[Start of section]

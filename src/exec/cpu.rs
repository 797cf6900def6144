// Copyright 2025 STARGA Inc.
// Licensed under the Apache License, Version 2.0 (the "License");
// you may not use this file except in compliance with the License.
// You may obtain a copy of the License at:
//     http://www.apache.org/licenses/LICENSE-2.0
//
// Unless required by applicable law or agreed to in writing, software
// distributed under the License is distributed on an "AS IS" BASIS,
// WITHOUT WARRANTIES OR CONDITIONS OF ANY KIND, either express or implied.
// See the License for the specific language governing permissions and
// limitations under the License.

// Part of the MIND project (Machine Intelligence Native Design).

//! CPU kernels for training-support ops.

use crate::ops::{self, Arity};
use crate::shapes::grad::broadcast_gradient_axes;
use crate::types::Element;

use super::{KernelContext, KernelError};

/// Kernel computing per-operand reduction axes for the gradients of a
/// broadcast elementwise op.
///
/// Inputs 0 and 1 are the operands' forward shapes as 1-D integer arrays.
/// Outputs 0 and 1 receive the corresponding axis lists, innermost axis
/// first, each sized by the computed result and possibly empty. Writing
/// any requested subset of the outputs is success; a context with no
/// requested outputs is rejected.
pub struct BroadcastGradientArgs;

impl BroadcastGradientArgs {
    /// Registered operator name.
    pub const NAME: &'static str = "grad.broadcast_args";

    pub fn compute<T: Element>(ctx: &mut KernelContext<'_, T>) -> Result<(), KernelError> {
        let sig = ops::training_op_signature(Self::NAME)
            .ok_or(KernelError::UnknownOp { op: Self::NAME })?;

        if let Arity::Fixed(expected) = sig.arity {
            if ctx.input_count() != expected {
                return Err(KernelError::ArityMismatch {
                    op: Self::NAME,
                    expected,
                    found: ctx.input_count(),
                });
            }
        }
        if !sig.allowed_dtypes.contains(&T::DTYPE) {
            return Err(KernelError::UnsupportedDType {
                op: Self::NAME,
                dtype: T::DTYPE,
            });
        }

        let a_dims = ctx.input(0);
        let b_dims = ctx.input(1);

        let (a_axes, b_axes) = broadcast_gradient_axes(a_dims, b_dims)?;

        let wrote_a = ctx.write_output(0, a_axes);
        let wrote_b = ctx.write_output(1, b_axes);
        if !wrote_a && !wrote_b {
            return Err(KernelError::NoOutputs { op: Self::NAME });
        }

        Ok(())
    }
}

[End of section]

### WORK REQUIRED
The answer must be the lines from the one containing "if ctx.input_count() != expected" to the final line of the data above, copied exactly, both included, with nothing added.

### WRITTEN SOLUTION
            if ctx.input_count() != expected {
                return Err(KernelError::ArityMismatch {
                    op: Self::NAME,
                    expected,
                    found: ctx.input_count(),
                });
            }
        }
        if !sig.allowed_dtypes.contains(&T::DTYPE) {
            return Err(KernelError::UnsupportedDType {
                op: Self::NAME,
                dtype: T::DTYPE,
            });
        }

        let a_dims = ctx.input(0);
        let b_dims = ctx.input(1);

        let (a_axes, b_axes) = broadcast_gradient_axes(a_dims, b_dims)?;

        let wrote_a = ctx.write_output(0, a_axes);
        let wrote_b = ctx.write_output(1, b_axes);
        if !wrote_a && !wrote_b {
            return Err(KernelError::NoOutputs { op: Self::NAME });
        }

        Ok(())
    }
}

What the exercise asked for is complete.